Francesco Liparota, AP Photo/Corrado Giambalvo

L’attenzione degli investigatori deviava dunque sulla pista del terrorismo politico quando, nel febbraio del 1998, una pistola piuttosto arrugginita calibro 22, con il colpo in canna, venne rinvenuta casualmente in un bagno maschile del Rettorato, sotto la sede della Biblioteca Alessandrina. L’arma, con la matricola abrasa, non era stata usata negli ultimi anni secondo una sommaria analisi della polizia. Quest’ultima venne trovata più esattamente in un’intercapedine avvolta in un berretto di lana e, probabilmente, giaceva lì da alcuni anni, tesi confermata anche dall’assenza di ossidazione nella pallottola infilatasi nel cranio della giovane studentessa.

Le speculazioni non si fecereo attendere anche riguardo il coinvolgimento della criminalità organizzata.
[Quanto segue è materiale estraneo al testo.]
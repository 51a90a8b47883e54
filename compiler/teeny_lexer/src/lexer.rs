//! Pull-model tokenizer.
//!
//! [`Lexer::next_token`] produces one token per call, scanning strictly
//! left to right. Dispatch is on the current character, first match wins:
//! single-char operators, `=`/`==`, `<`/`<=`, `>`/`>=`, `!=`, strings,
//! numbers, newline, end of input, identifiers and keywords.

use tracing::trace;

use crate::cursor::{Cursor, SENTINEL};
use crate::{LexError, LexErrorKind, Token, TokenKind};

/// Tokenizer over a single source text.
///
/// One instance per compilation. The cursor only moves forward.
#[derive(Clone, Debug)]
pub struct Lexer {
    cursor: Cursor,
}

impl Lexer {
    /// Create a lexer over `source`. A `\n` is appended internally.
    pub fn new(source: &str) -> Self {
        Lexer {
            cursor: Cursor::new(source),
        }
    }

    /// Character at the scan position, or `'\0'` past the end.
    #[inline]
    pub fn current_char(&self) -> char {
        self.cursor.current()
    }

    /// Character after the scan position, without moving.
    #[inline]
    pub fn peek_char(&self) -> char {
        self.cursor.peek()
    }

    /// Move the scan position forward one character.
    #[inline]
    pub fn advance_char(&mut self) {
        self.cursor.advance();
    }

    /// Produce the next token.
    ///
    /// Returns [`TokenKind::Eof`] once the text is exhausted; further calls
    /// keep returning `Eof`.
    pub fn next_token(&mut self) -> Result<Token, LexError> {
        self.skip_insignificant();
        let start = self.cursor.pos();
        let token = match self.cursor.current() {
            '+' => self.single(start, TokenKind::Plus),
            '-' => self.single(start, TokenKind::Minus),
            '*' => self.single(start, TokenKind::Asterisk),
            '/' => self.single(start, TokenKind::Slash),
            '=' => self.with_optional_eq(start, TokenKind::Eq, TokenKind::EqEq),
            '>' => self.with_optional_eq(start, TokenKind::Gt, TokenKind::GtEq),
            '<' => self.with_optional_eq(start, TokenKind::Lt, TokenKind::LtEq),
            '!' => self.bang(start)?,
            '"' => self.string(start)?,
            '0'..='9' => self.number(start)?,
            '\n' => self.single(start, TokenKind::Newline),
            SENTINEL if self.cursor.is_eof() => {
                Token::new(TokenKind::Eof, "", self.cursor.span_from(start))
            }
            c if c.is_alphabetic() => self.identifier(start),
            c => {
                self.cursor.advance();
                return Err(LexError::new(
                    LexErrorKind::UnknownChar(c),
                    self.cursor.span_from(start),
                ));
            }
        };
        trace!(kind = %token.kind, text = %token.text, span = ?token.span, "token");
        Ok(token)
    }

    /// Skip spaces, tabs, carriage returns and `#` comments.
    ///
    /// Newlines are significant and never skipped.
    fn skip_insignificant(&mut self) {
        loop {
            match self.cursor.current() {
                ' ' | '\t' | '\r' => self.cursor.advance(),
                '#' => self.cursor.eat_until_newline(),
                _ => return,
            }
        }
    }

    /// Single-character token: consume it and emit `kind`.
    fn single(&mut self, start: usize, kind: TokenKind) -> Token {
        self.cursor.advance();
        self.token_from(start, kind)
    }

    /// `=`, `<` or `>`, optionally followed by `=`.
    fn with_optional_eq(&mut self, start: usize, one: TokenKind, two: TokenKind) -> Token {
        if self.cursor.peek() == '=' {
            self.cursor.advance();
            self.single(start, two)
        } else {
            self.single(start, one)
        }
    }

    fn bang(&mut self, start: usize) -> Result<Token, LexError> {
        let found = self.cursor.peek();
        if found == '=' {
            self.cursor.advance();
            return Ok(self.single(start, TokenKind::NotEq));
        }
        self.cursor.advance();
        Err(LexError::new(
            LexErrorKind::BangWithoutEq { found },
            self.cursor.span_from(start),
        ))
    }

    /// String literal. The token text excludes both quotes.
    fn string(&mut self, start: usize) -> Result<Token, LexError> {
        self.cursor.advance(); // opening '"'
        let content_start = self.cursor.pos();
        match self.cursor.skip_to_string_delim() {
            '"' => {
                let text = self.cursor.slice_from(content_start).to_string();
                self.cursor.advance(); // closing '"'
                Ok(Token::new(TokenKind::String, text, self.cursor.span_from(start)))
            }
            // Only the appended newline sits at the end of the source.
            '\n' if self.cursor.pos() == self.cursor.source_len() => Err(LexError::new(
                LexErrorKind::UnterminatedString,
                self.cursor.span_from(start),
            )),
            c => {
                let at = self.cursor.pos();
                self.cursor.advance();
                Err(LexError::new(
                    LexErrorKind::IllegalStringChar(c),
                    self.cursor.span_from(at),
                ))
            }
        }
    }

    /// Integer or decimal literal, kept as text.
    fn number(&mut self, start: usize) -> Result<Token, LexError> {
        self.cursor.eat_while(|c| c.is_ascii_digit());
        if self.cursor.current() == '.' {
            self.cursor.advance();
            let found = self.cursor.current();
            if !found.is_ascii_digit() {
                return Err(LexError::new(
                    LexErrorKind::MissingFractionDigits { found },
                    self.cursor.span_from(start),
                ));
            }
            self.cursor.eat_while(|c| c.is_ascii_digit());
        }
        Ok(self.token_from(start, TokenKind::Number))
    }

    /// Identifier or keyword (maximal munch, then exact keyword lookup).
    fn identifier(&mut self, start: usize) -> Token {
        self.cursor.advance();
        self.cursor.eat_while(char::is_alphanumeric);
        let text = self.cursor.slice_from(start);
        let kind = TokenKind::keyword(text).unwrap_or(TokenKind::Ident);
        self.token_from(start, kind)
    }

    fn token_from(&self, start: usize, kind: TokenKind) -> Token {
        Token::new(
            kind,
            self.cursor.slice_from(start),
            self.cursor.span_from(start),
        )
    }
}

/// Tokenize a whole source, up to and including [`TokenKind::Eof`].
pub fn lex(source: &str) -> Result<Vec<Token>, LexError> {
    let mut lexer = Lexer::new(source);
    let mut tokens = Vec::new();
    loop {
        let token = lexer.next_token()?;
        let done = token.is_eof();
        tokens.push(token);
        if done {
            return Ok(tokens);
        }
    }
}

#[cfg(test)]
mod tests;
Si paventò l’idea dello scambio di persona con la figlia di un testimone messinese sotto protezione, che frequentava sotto falso nome il corso di Filosofia. La giovane affermò infatti di essere stata nel mirino di killer mafiosi. La ragazza e suo padre sostennero che il delitto era una tentata ritorsione in quanto quest’ultimo era un imprenditore di Messina che denunciò alcuni boss locali per estorsione con la conseguente perdita di due supermercati di sua proprietà. La stundentessa messinese dichiarò:

I boss ci hanno rintracciato anche a Roma. Per l’agguato potrebbero aver scelto l’Università dove quasi ogni giorno io percorrevo lo stesso tragitto fatto da Marta.”.

Aureliana Jacoboni, mamma di Marta

Poi ci sono le lettere anonime, le false piste, gli infiniti quanto inutili identikit che non porteranno a nessun’altra solida verità alternativa. A esattamente 28 anni da quella sanguinosa mattinata la morte di Marta Russo è da annoverare nel lungo elenco degli omicidi dai contorni assai poco chiari.